Jack’s foot skidded on slick stone and the musket’s muzzle drove hard into his back. Jabbing his raw wounds, Blenchley shoved him forward. He longed to slam his fist into Blenchley’s beefy jaw.

He had to keep his temper. Tomorrow, he would be free.

Ahead, he saw the gleaming black carriage that belonged to the Crown and had brought Captain Livingston. The pony cart stood beside it—Blenchley would travel in that, while Jack walked behind it, with the rifle trained on him.

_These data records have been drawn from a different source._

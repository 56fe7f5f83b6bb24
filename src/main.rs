//! Page Vitals 主程序入口
//!
//! 网页内容断言监控工具

use anyhow::{Context, Result};
use clap::Parser;
use page_vitals::cli::args::{Args, Commands};
use page_vitals::cli::commands::{
    AlertCommand, CheckCommand, Command, StartCommand, ValidateCommand, VersionCommand,
};
use page_vitals::config::{ConfigLoader, TomlConfigLoader};
use page_vitals::logging::{setup_logging, LogConfig};
use tracing::{error, info};

#[tokio::main]
async fn main() -> Result<()> {
    // 解析命令行参数
    let args = Args::parse();

    // 初始化日志系统
    let mut log_config = configured_logging(&args).await;
    if let Some(level) = args.log_level.clone() {
        log_config.level = level.into();
    }
    log_config.json_format = args.json_logs;

    setup_logging(&log_config).context("初始化日志系统失败")?;

    info!("Page Vitals v{} 启动", page_vitals::VERSION);

    // 执行命令
    if let Err(e) = execute_command(&args).await {
        error!("命令执行失败: {}", e);
        std::process::exit(1);
    }

    Ok(())
}

/// 读取配置文件中的日志设置，配置不可用时输出 info 级别到标准输出
///
/// 此时日志系统尚未初始化，加载失败的原因会在命令执行时再次报告
async fn configured_logging(args: &Args) -> LogConfig {
    if matches!(args.command, Commands::Version { .. }) {
        return LogConfig::default();
    }

    TomlConfigLoader::new(true)
        .load_from_file(args.get_config_path())
        .await
        .map(|config| LogConfig::from_global(&config.global))
        .unwrap_or_default()
}

/// 执行CLI命令
async fn execute_command(args: &Args) -> Result<()> {
    let command: Box<dyn Command> = match &args.command {
        Commands::Start => Box::new(StartCommand),
        Commands::Check { .. } => Box::new(CheckCommand),
        Commands::Alert { .. } => Box::new(AlertCommand),
        Commands::Validate { .. } => Box::new(ValidateCommand),
        Commands::Version { .. } => Box::new(VersionCommand),
    };

    command.execute(args).await.map_err(|e| anyhow::anyhow!(e))
}
//! 日志系统模块
//!
//! 基于 tracing 的结构化日志：`log` 宏的输出经 LogTracer 转发，
//! 支持纯文本或JSON格式、输出到标准输出或文件、按模块覆盖级别

use crate::config::GlobalConfig;
use log::LevelFilter;
use std::collections::HashMap;
use std::path::PathBuf;
use std::sync::{Mutex, OnceLock};
use tracing_log::LogTracer;
use tracing_subscriber::filter::{Directive, LevelFilter as TracingLevel};
use tracing_subscriber::fmt::{self, writer::BoxMakeWriter};
use tracing_subscriber::{prelude::*, registry, EnvFilter, Layer};

/// 全局只初始化一次，之后的调用返回第一次的结果
static LOGGING_INIT: OnceLock<Result<(), String>> = OnceLock::new();

/// 日志配置结构
#[derive(Debug, Clone)]
pub struct LogConfig {
    /// 日志级别
    pub level: LevelFilter,
    /// 日志文件路径（可选）
    pub file_path: Option<PathBuf>,
    /// 是否使用JSON格式
    pub json_format: bool,
    /// 模块级别日志控制
    pub module_levels: HashMap<String, LevelFilter>,
}

impl Default for LogConfig {
    fn default() -> Self {
        Self {
            level: LevelFilter::Info,
            file_path: None,
            json_format: false,
            module_levels: HashMap::new(),
        }
    }
}

impl LogConfig {
    /// 从配置文件的 `[global]` 段构建日志配置
    pub fn from_global(global: &GlobalConfig) -> Self {
        Self {
            level: parse_level(&global.log_level),
            file_path: global.log_file.clone(),
            json_format: false,
            module_levels: global
                .log_modules
                .iter()
                .map(|(module, level)| (module.clone(), parse_level(level)))
                .collect(),
        }
    }

    /// 全局级别和模块级别中最详细的一个，用作 `log` 宏的上限
    fn max_level(&self) -> LevelFilter {
        self.module_levels
            .values()
            .copied()
            .fold(self.level, std::cmp::Ord::max)
    }

    /// 构建过滤器：在 `RUST_LOG` 之上叠加全局级别和模块级别
    pub fn env_filter(&self) -> anyhow::Result<EnvFilter> {
        let mut filter = EnvFilter::from_default_env().add_directive(level_directive(self.level));

        for (module, level) in &self.module_levels {
            let directive: Directive = format!(
                "{}={}",
                module,
                level.as_str().to_ascii_lowercase()
            )
            .parse()
            .map_err(|e| anyhow::anyhow!("无效的模块日志级别 {}: {}", module, e))?;
            filter = filter.add_directive(directive);
        }

        Ok(filter)
    }
}

/// 把配置文件中的日志级别字符串转换为级别过滤器
pub fn parse_level(level: &str) -> LevelFilter {
    match level.to_ascii_lowercase().as_str() {
        "off" => LevelFilter::Off,
        "error" => LevelFilter::Error,
        "warn" => LevelFilter::Warn,
        "debug" => LevelFilter::Debug,
        "trace" => LevelFilter::Trace,
        _ => LevelFilter::Info,
    }
}

fn level_directive(level: LevelFilter) -> Directive {
    let level = match level {
        LevelFilter::Off => TracingLevel::OFF,
        LevelFilter::Error => TracingLevel::ERROR,
        LevelFilter::Warn => TracingLevel::WARN,
        LevelFilter::Info => TracingLevel::INFO,
        LevelFilter::Debug => TracingLevel::DEBUG,
        LevelFilter::Trace => TracingLevel::TRACE,
    };
    Directive::from(level)
}

/// 初始化日志系统
///
/// # 参数
/// * `config` - 日志配置
///
/// # 返回
/// * `anyhow::Result<()>` - 初始化结果，重复调用返回第一次的结果
pub fn setup_logging(config: &LogConfig) -> anyhow::Result<()> {
    LOGGING_INIT
        .get_or_init(|| init_subscriber(config).map_err(|e| e.to_string()))
        .clone()
        .map_err(|e| anyhow::anyhow!("日志系统初始化失败: {}", e))
}

fn init_subscriber(config: &LogConfig) -> anyhow::Result<()> {
    let filter = config.env_filter()?;

    let (writer, ansi) = match &config.file_path {
        Some(path) => {
            let file = std::fs::OpenOptions::new()
                .create(true)
                .append(true)
                .open(path)
                .map_err(|e| anyhow::anyhow!("打开日志文件失败 {}: {}", path.display(), e))?;
            (BoxMakeWriter::new(Mutex::new(file)), false)
        }
        None => (BoxMakeWriter::new(std::io::stdout), true),
    };

    let layer = fmt::layer()
        .with_writer(writer)
        .with_ansi(ansi)
        .with_timer(fmt::time::ChronoUtc::rfc_3339())
        .with_target(true);
    let layer = if config.json_format {
        layer.json().with_file(true).with_line_number(true).boxed()
    } else {
        layer.boxed()
    };

    LogTracer::init_with_filter(config.max_level())
        .map_err(|e| anyhow::anyhow!("LogTracer初始化失败: {}", e))?;
    tracing::subscriber::set_global_default(registry().with(filter).with(layer))
        .map_err(|e| anyhow::anyhow!("tracing subscriber初始化失败: {}", e))?;

    tracing::debug!("日志配置: {:?}", config);
    Ok(())
}

#[cfg(test)]
mod tests {
    use super::*;

    #[test]
    fn test_parse_level() {
        assert_eq!(parse_level("debug"), LevelFilter::Debug);
        assert_eq!(parse_level("WARN"), LevelFilter::Warn);
        assert_eq!(parse_level("error"), LevelFilter::Error);
        assert_eq!(parse_level("bogus"), LevelFilter::Info);
    }

    #[test]
    fn test_from_global_config() {
        let mut global = GlobalConfig {
            log_level: "warn".to_string(),
            log_file: Some(PathBuf::from("/var/log/page-vitals.log")),
            ..Default::default()
        };
        global
            .log_modules
            .insert("page_vitals::health".to_string(), "debug".to_string());

        let config = LogConfig::from_global(&global);
        assert_eq!(config.level, LevelFilter::Warn);
        assert_eq!(
            config.file_path.as_deref(),
            Some(std::path::Path::new("/var/log/page-vitals.log"))
        );
        assert_eq!(
            config.module_levels.get("page_vitals::health"),
            Some(&LevelFilter::Debug)
        );
        assert_eq!(config.max_level(), LevelFilter::Debug);
    }

    #[test]
    fn test_env_filter_with_module_levels() {
        let mut config = LogConfig::default();
        config
            .module_levels
            .insert("reqwest".to_string(), LevelFilter::Warn);
        config
            .module_levels
            .insert("page_vitals::notification".to_string(), LevelFilter::Trace);

        assert!(config.env_filter().is_ok());
    }

    #[test]
    fn test_setup_logging_only_once() {
        let config = LogConfig {
            level: LevelFilter::Debug,
            ..Default::default()
        };

        assert!(setup_logging(&config).is_ok());
        // 第二次调用不会重复初始化
        assert!(setup_logging(&LogConfig::default()).is_ok());
    }
}
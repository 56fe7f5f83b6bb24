//! 命令处理逻辑
//!
//! 实现各种CLI命令的处理逻辑

use crate::cli::args::{Args, Commands, OutputFormat};
use crate::config::{Config, ConfigLoader, TomlConfigLoader};
use crate::error::Result;
use crate::health::{CheckScheduler, SweepReport};
use async_trait::async_trait;
use tokio::signal;
use tokio::sync::broadcast;
use tracing::{error, info};

/// 命令处理器trait
#[async_trait]
pub trait Command: Send + Sync {
    /// 执行命令
    async fn execute(&self, args: &Args) -> Result<()>;
}

/// 加载并验证命令行指定（或默认位置）的配置文件
async fn load_config(args: &Args) -> Result<Config> {
    let loader = TomlConfigLoader::new(true);
    loader.load_from_file(args.get_config_path()).await
}

/// 版本命令
pub struct VersionCommand;

#[async_trait]
impl Command for VersionCommand {
    async fn execute(&self, args: &Args) -> Result<()> {
        if let Commands::Version { format } = &args.command {
            match format {
                OutputFormat::Json => {
                    let version_info = serde_json::json!({
                        "name": crate::APP_NAME,
                        "version": crate::VERSION,
                        "description": crate::APP_DESCRIPTION
                    });
                    println!("{}", serde_json::to_string_pretty(&version_info)?);
                }
                OutputFormat::Text => {
                    println!("{} v{}", crate::APP_NAME, crate::VERSION);
                    println!("{}", crate::APP_DESCRIPTION);
                }
            }
        }
        Ok(())
    }
}

/// 验证命令
pub struct ValidateCommand;

#[async_trait]
impl Command for ValidateCommand {
    async fn execute(&self, args: &Args) -> Result<()> {
        if let Commands::Validate { verbose } = &args.command {
            println!("验证配置文件: {}", args.get_config_path().display());

            let config = load_config(args).await?;
            // 断言在这里编译一次，正则错误也算验证失败
            let scheduler = CheckScheduler::from_config(&config)?;

            if *verbose {
                self.print_details(&config, &scheduler);
            } else {
                println!("✓ 配置文件验证通过");
                println!(
                    "✓ 找到 {} 个监控目标，{} 个联系人",
                    config.targets.len(),
                    config.contacts.len()
                );
            }
        }
        Ok(())
    }
}

impl ValidateCommand {
    fn print_details(&self, config: &Config, scheduler: &CheckScheduler) {
        println!("配置验证通过！");
        println!("全局配置:");
        println!("  调度周期: {}秒", config.global.tick_seconds);
        println!("  日志级别: {}", config.global.log_level);
        println!("  解析尝试次数: {}", config.global.resolve_attempts);
        println!("  通知方式: {:?}", config.notifier.provider);

        println!("监控目标:");
        for (i, target) in scheduler.targets().iter().enumerate() {
            let url = if target.has_url() {
                target.url.as_str()
            } else {
                "(未配置)"
            };
            println!("  {}. {} ({})", i + 1, target.alias, url);
            println!(
                "     间隔: {}  类别: {:#b}  阈值: {}",
                target.interval, target.class, target.threshold
            );
            for assertion in &target.errors {
                println!("     [error] {}: {}", assertion.alias, assertion.pattern());
            }
            for assertion in &target.warnings {
                println!("     [warning] {}: {}", assertion.alias, assertion.pattern());
            }
        }

        println!("联系人:");
        for contact in &config.contacts {
            println!("  - {} (类别掩码: {:#b})", contact.alias, contact.class_mask);
        }
    }
}

/// 单次检测命令
pub struct CheckCommand;

#[async_trait]
impl Command for CheckCommand {
    async fn execute(&self, args: &Args) -> Result<()> {
        if let Commands::Check { format } = &args.command {
            let config = load_config(args).await?;
            let mut scheduler = CheckScheduler::from_config(&config)?;

            let report = scheduler.run_cycle().await;

            match format {
                OutputFormat::Json => {
                    println!("{}", serde_json::to_string_pretty(&report)?);
                }
                OutputFormat::Text => self.print_text_results(&report),
            }
        }
        Ok(())
    }
}

impl CheckCommand {
    /// 打印文本格式结果
    fn print_text_results(&self, report: &SweepReport) {
        for target in &report.targets {
            let status_icon = if target.outcome.is_ok() { "✓" } else { "✗" };
            println!("{} {} - {}", status_icon, target.alias, target.outcome);

            if let (Some(kind), Some(delivery)) = (target.alert, target.delivery) {
                println!(
                    "  告警({:?}): 成功 {} 个联系人，失败 {} 个，跳过 {} 个",
                    kind, delivery.delivered, delivery.failed, delivery.skipped
                );
            }
        }
    }
}

/// 手动告警命令
pub struct AlertCommand;

#[async_trait]
impl Command for AlertCommand {
    async fn execute(&self, args: &Args) -> Result<()> {
        if let Commands::Alert { contact, message } = &args.command {
            let config = load_config(args).await?;
            let scheduler = CheckScheduler::from_config(&config)?;

            if !scheduler.send_contact_alert(contact, message).await {
                return Err(anyhow::anyhow!("未找到联系人: {}", contact).into());
            }
            println!("✓ 已向 {} 发送告警", contact);
        }
        Ok(())
    }
}

/// 启动命令
pub struct StartCommand;

#[async_trait]
impl Command for StartCommand {
    async fn execute(&self, args: &Args) -> Result<()> {
        let config = load_config(args).await?;
        let mut scheduler = CheckScheduler::from_config(&config)?;

        let (shutdown_tx, shutdown_rx) = broadcast::channel(1);

        // 设置Ctrl+C信号处理
        tokio::spawn(async move {
            match signal::ctrl_c().await {
                Ok(()) => {
                    info!("收到中断信号，正在停止服务...");
                    let _ = shutdown_tx.send(());
                }
                Err(err) => {
                    // 保留发送端，调度器继续运行
                    error!("监听中断信号失败: {}", err);
                    std::future::pending::<()>().await;
                    drop(shutdown_tx);
                }
            }
        });

        scheduler.run(shutdown_rx).await;

        info!("服务已停止");
        Ok(())
    }
}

“I know you’re planning something, Travers,” Blenchley snarled from behind him. “And I’m going to find out what it is.”

 

* * *

 

“Yes, Jack. Yes. I’ve wanted you for so long,” Lady Madeline whispered huskily. She lifted one of her long legs—long enough to make a man weep with desire by the time he’d savored the view from her ankles to her thighs—and hooked it around his legs to drag him closer.

Her dress was open. Jack’s fingertips savored silk, the satin edging, the complex textures and beauty of a woman’s fine clothes. There was nothing beneath her gown. No rigid corset or shift. Just her naked, petal-soft, desire-warmed skin.

He was naked and, like a kitten, she purred and stretched against him, as though trying to press every inch of her skin to his. Her nipples to his chest. Her hot, sweet cunny against his aching, rigid pole.


Madeline
.” Her name. It was all he could manage to say. Over and over. Spilling out of his mouth as though if he didn’t say it, she would disappear—

“Travers.”

Something shoved him hard enough to knock him into the next room. “Wake up, Travers.”

“Huh? What?” It wasn’t a beautiful woman’s face hovering over him. The blurry hair he could see was coal-black and tamed in a long queue. A gaze from narrowed black eyes drilled into his forehead.